A spooky offshore reef where no one can hear you scream.

Whenever thick lumps of swell heave over this outer reef, a cast of wily regulars are at the ready.   

Over the years, the local specialists have become more brazen in their pursuit of the fat-lipped, muscular pits the spot is renowned for. Or as photographer Dean Wilmot put it, “The local boys charge hard”.

Although Dean spent more than a decade earning a rep as one of the best lensman at Pipe and Backdoor, he’d never shot out here before. Recently reacquainted with his camera rig, after an extended hiatus, once he’d heard about this wave, he had to experience it for himself.
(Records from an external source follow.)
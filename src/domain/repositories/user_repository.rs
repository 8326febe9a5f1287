use async_trait::async_trait;

use crate::domain::user::{NewUser, User, UserChanges, UserResult};

/// Repository trait for the user directory
///
/// The repository owns the ordered collection of users and is the single
/// source of truth for it. Implementations must keep each mutation atomic
/// with respect to concurrent callers.
#[async_trait]
pub trait UserRepository: Send + Sync {
    /// List every user in insertion order
    async fn list(&self) -> UserResult<Vec<User>>;

    /// Find a user by ID
    async fn find_by_id(&self, id: &str) -> UserResult<Option<User>>;

    /// Assign an ID and creation timestamp, then append the user
    async fn insert(&self, new_user: NewUser) -> UserResult<User>;

    /// Overwrite the supplied fields of a user in place
    ///
    /// Returns `None` when no user has the given ID.
    async fn update(&self, id: &str, changes: UserChanges) -> UserResult<Option<User>>;

    /// Remove a user, returning whether one was removed
    async fn remove(&self, id: &str) -> UserResult<bool>;

    /// Remove a user and return the users left behind, read under the same
    /// critical section as the removal
    ///
    /// Returns `None` (with no mutation) when no user has the given ID.
    async fn remove_and_list(&self, id: &str) -> UserResult<Option<Vec<User>>>;

    /// Number of users in the directory
    async fn len(&self) -> UserResult<usize>;

    async fn is_empty(&self) -> UserResult<bool> {
        Ok(self.len().await? == 0)
    }
}
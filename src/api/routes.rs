use axum::{
    routing::{delete, get, post, put},
    Router,
};
use tower_http::cors::{Any, CorsLayer};
use tower_http::trace::TraceLayer;

use crate::api::errors::ApiError;
use crate::api::handlers::{health, users};
use crate::api::handlers::users::SharedUserRepository;

/// Builds the application router around an injected user repository
pub fn router(repo: SharedUserRepository) -> Router {
    // Configure CORS
    let cors = CorsLayer::new()
        .allow_origin(Any)
        .allow_methods(Any)
        .allow_headers(Any);

    let user_routes = Router::new()
        .route("/get", get(users::get_users))
        .route("/getbyid/:id", get(users::get_user_by_id))
        .route("/create", post(users::create_user))
        .route("/update/:id", put(users::update_user))
        .route("/delete/:id", delete(users::delete_user));

    Router::new()
        // Health check
        .route("/health", get(health::health_check))
        // User routes
        .nest("/users", user_routes)
        .fallback(route_not_found)
        // Middleware
        .layer(TraceLayer::new_for_http())
        .layer(cors)
        // Shared state
        .with_state(repo)
}

async fn route_not_found() -> ApiError {
    ApiError::not_found("Route not found")
}
// Domain layer module exports
// Domain is independent of storage and HTTP concerns

pub mod repositories;
pub mod user;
When the charts revealed a promising east coast swell coinciding with winds flickering auspiciously west, Deano bolted south, equipped with little more than a couple of phone contacts and vague directions about how to get to the reef.

Photogs typically hitch a ride on a ski to get out here, however by the time Dean found the boat-ramp, almost all the ski teams had been launched. One driver promised to come back and pick him up but never returned. In the end his only option was to make the long, lonely swim across a sharky ditch to the offshore reef. Out in the water, a helmeted Deano figured out his markers and marvelled at the bold antics of the surfers. Deano flippered hard to stay in the zone, struggling to contain his excitement as he took aim with his camera. However, after a while his legs became so cramped up they felt like concrete pylons attached to his torso. He was a long way out without anyone really watching his back.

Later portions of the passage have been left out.